Là aussi, le mot est trop ample par rapport à la diversité des phénomènes qu’il peut recouvrir. Si on pense « radicalisation à caractère violent », il y a eu des départs vers la Syrie ou les zones de combat mais les choses se sont apaisées. Cependant, dans certains territoires, l’islam est devenu une sorte de marqueur et de référent. Mais ce n’est pas parce que cette religion prend de la place qu’elle entraîne automatiquement de la violence. La radicalisation peut signifier la recherche d’un chemin différent, une façon de retrouver une dignité personnelle, une forme de réassurance sociale. Les politiques publiques destinées à résorber les écarts avec les normes sociales sur ces territoires où vivent des populations particulièrement défavorisées sont à la peine. Les inégalités se sont exacerbées et la précarité a augmenté. Forcément, certains jeunes s’éloignent des normes, se tournent vers l’économie de la débrouille et se sentent victimes d’une société qui les rejette.

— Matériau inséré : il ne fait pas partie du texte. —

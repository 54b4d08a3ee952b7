use std::sync::Arc;
use std::time::Duration;

use tokio::sync::{mpsc, oneshot};
use tokio::time::{interval_at, Instant, Interval, MissedTickBehavior};
use tokio_util::sync::CancellationToken;
use tracing::{debug, info, warn};

use crate::controller::FeedController;
use crate::events::{EventOutcome, FeedEvent};
use crate::metrics::FeedMetrics;
use crate::types::{FeedEntry, MessageId};
use crate::{Error, Result};

/// Requests accepted by the runner's queue.
enum Command {
    Submit {
        origin: String,
        text: String,
        reply: oneshot::Sender<Option<MessageId>>,
    },
    Endorse(MessageId),
    Snapshot {
        reply: oneshot::Sender<Vec<FeedEntry>>,
    },
    Active {
        reply: oneshot::Sender<Vec<FeedEntry>>,
    },
}

/// Cheap, cloneable handle for request handlers. Every call is queued and
/// applied by the single runner task in arrival order.
#[derive(Clone)]
pub struct FeedHandle {
    tx: mpsc::Sender<Command>,
}

impl FeedHandle {
    /// Submit a live message. `Ok(None)` means the text was blank.
    pub async fn submit(
        &self,
        origin: impl Into<String>,
        text: impl Into<String>,
    ) -> Result<Option<MessageId>> {
        let (reply, rx) = oneshot::channel();
        self.send(Command::Submit {
            origin: origin.into(),
            text: text.into(),
            reply,
        })
        .await?;
        rx.await.map_err(|_| Error::Closed)
    }

    /// Fire-and-forget. Never reports an error, even if the runner is gone.
    pub async fn endorse(&self, id: MessageId) {
        if self.send(Command::Endorse(id)).await.is_err() {
            debug!(id = %id, "endorsement dropped, runner closed");
        }
    }

    pub async fn snapshot(&self) -> Result<Vec<FeedEntry>> {
        let (reply, rx) = oneshot::channel();
        self.send(Command::Snapshot { reply }).await?;
        rx.await.map_err(|_| Error::Closed)
    }

    /// Entries visible right now.
    pub async fn active(&self) -> Result<Vec<FeedEntry>> {
        let (reply, rx) = oneshot::channel();
        self.send(Command::Active { reply }).await?;
        rx.await.map_err(|_| Error::Closed)
    }

    async fn send(&self, command: Command) -> Result<()> {
        self.tx.send(command).await.map_err(|_| Error::Closed)
    }
}

/// Owns the controller and serialises every state transition: queued
/// commands, eviction ticks and ambient ticks are handled one at a time.
pub struct FeedRunner {
    controller: FeedController,
    metrics: Arc<FeedMetrics>,
    rx: mpsc::Receiver<Command>,
    shutdown: CancellationToken,
}

impl FeedRunner {
    pub fn new(
        controller: FeedController,
        metrics: Arc<FeedMetrics>,
        queue_depth: usize,
    ) -> (Self, FeedHandle) {
        let (tx, rx) = mpsc::channel(queue_depth.max(1));
        metrics.registry_size.set(controller.registry().len() as i64);
        let runner = Self {
            controller,
            metrics,
            rx,
            shutdown: CancellationToken::new(),
        };
        (runner, FeedHandle { tx })
    }

    pub fn shutdown_token(&self) -> CancellationToken {
        self.shutdown.clone()
    }

    /// Run until shutdown or until every handle is dropped. Returns the
    /// controller so callers can inspect the final state.
    pub async fn run(self) -> FeedController {
        let FeedRunner {
            mut controller,
            metrics,
            mut rx,
            shutdown,
        } = self;

        let config = controller.config().clone();
        let mut evict_tick = periodic(config.eviction_interval_secs);
        let mut ambient_tick = config
            .ambient
            .enabled
            .then(|| periodic(config.ambient.interval_secs));

        info!(
            lanes = config.lanes.count,
            messages = controller.registry().len(),
            ambient = config.ambient.enabled,
            "feed runner started"
        );

        loop {
            tokio::select! {
                _ = shutdown.cancelled() => {
                    info!("feed runner received shutdown");
                    break;
                }
                command = rx.recv() => match command {
                    Some(command) => handle_command(&mut controller, &metrics, command),
                    None => {
                        info!("all feed handles dropped");
                        break;
                    }
                },
                _ = evict_tick.tick() => {
                    let outcome = apply(&mut controller, &metrics, FeedEvent::Evict);
                    if let Some(EventOutcome::Evicted(eviction)) = outcome {
                        if eviction.total() > 0 {
                            debug!(
                                evicted = eviction.total(),
                                remaining = controller.registry().len(),
                                "eviction pass"
                            );
                        }
                    }
                }
                _ = tick_optional(&mut ambient_tick) => {
                    apply(&mut controller, &metrics, FeedEvent::Ambient);
                }
            }
        }

        controller
    }
}

fn periodic(period_secs: f64) -> Interval {
    let period = Duration::from_secs_f64(period_secs);
    let mut interval = interval_at(Instant::now() + period, period);
    interval.set_missed_tick_behavior(MissedTickBehavior::Delay);
    interval
}

async fn tick_optional(interval: &mut Option<Interval>) {
    match interval {
        Some(interval) => {
            interval.tick().await;
        }
        None => std::future::pending().await,
    }
}

fn apply(
    controller: &mut FeedController,
    metrics: &FeedMetrics,
    event: FeedEvent,
) -> Option<EventOutcome> {
    let name = event.to_string();
    match controller.apply(event) {
        Ok(outcome) => {
            metrics.observe(&outcome, controller.registry().len());
            Some(outcome)
        }
        Err(e) => {
            warn!(event = %name, error = %e, "feed event rejected");
            None
        }
    }
}

fn handle_command(controller: &mut FeedController, metrics: &FeedMetrics, command: Command) {
    match command {
        Command::Submit { origin, text, reply } => {
            let id = match apply(controller, metrics, FeedEvent::SubmitLive { origin, text }) {
                Some(EventOutcome::Admitted(admission)) => Some(admission.id),
                _ => None,
            };
            let _ = reply.send(id);
        }
        Command::Endorse(id) => {
            apply(controller, metrics, FeedEvent::Endorse(id));
        }
        Command::Snapshot { reply } => {
            let _ = reply.send(controller.feed_snapshot());
        }
        Command::Active { reply } => {
            let _ = reply.send(controller.active_snapshot(controller.now()));
        }
    }
}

Tous les professionnels de proximité ont un rôle à jouer. Le problème est qu’il en manque cruellement. C’est aussi vrai des éducateurs de prévention spécialisée que de tous les travailleurs sociaux, des animateurs sportifs… Or, ce que l’on observe depuis des années, et cela ne s’est pas arrangé avec la crise sanitaire, c’est plutôt un retrait de ces professionnels, une diminution des moyens, parfois des réflexes de protection à l’égard de ces publics car c’est de plus en plus difficile. Lorsqu’un centre social développe des activités et met en place des actions, cela va tout de suite mieux. Les dispositifs de la politique de la ville sont parfaitement décrits sur le papier et dans les discours mais, paradoxalement, les professionnels qui les incarnent auprès des jeunes se comptent souvent sur les doigts d’une main. Ce sont des métiers complexes, mal rémunérés, peu gratifiants, usants… Les éducateurs de prévention spécialisée sont pugnaces mais ils ont peu de ressources à leur disposition. Il y a quelquefois un seul éducateur pour plusieurs centaines de jeunes. Pourtant, quand ils interviennent quotidiennement, les tensions s’apaisent et il n’est pas besoin d’inventer des choses compliquées.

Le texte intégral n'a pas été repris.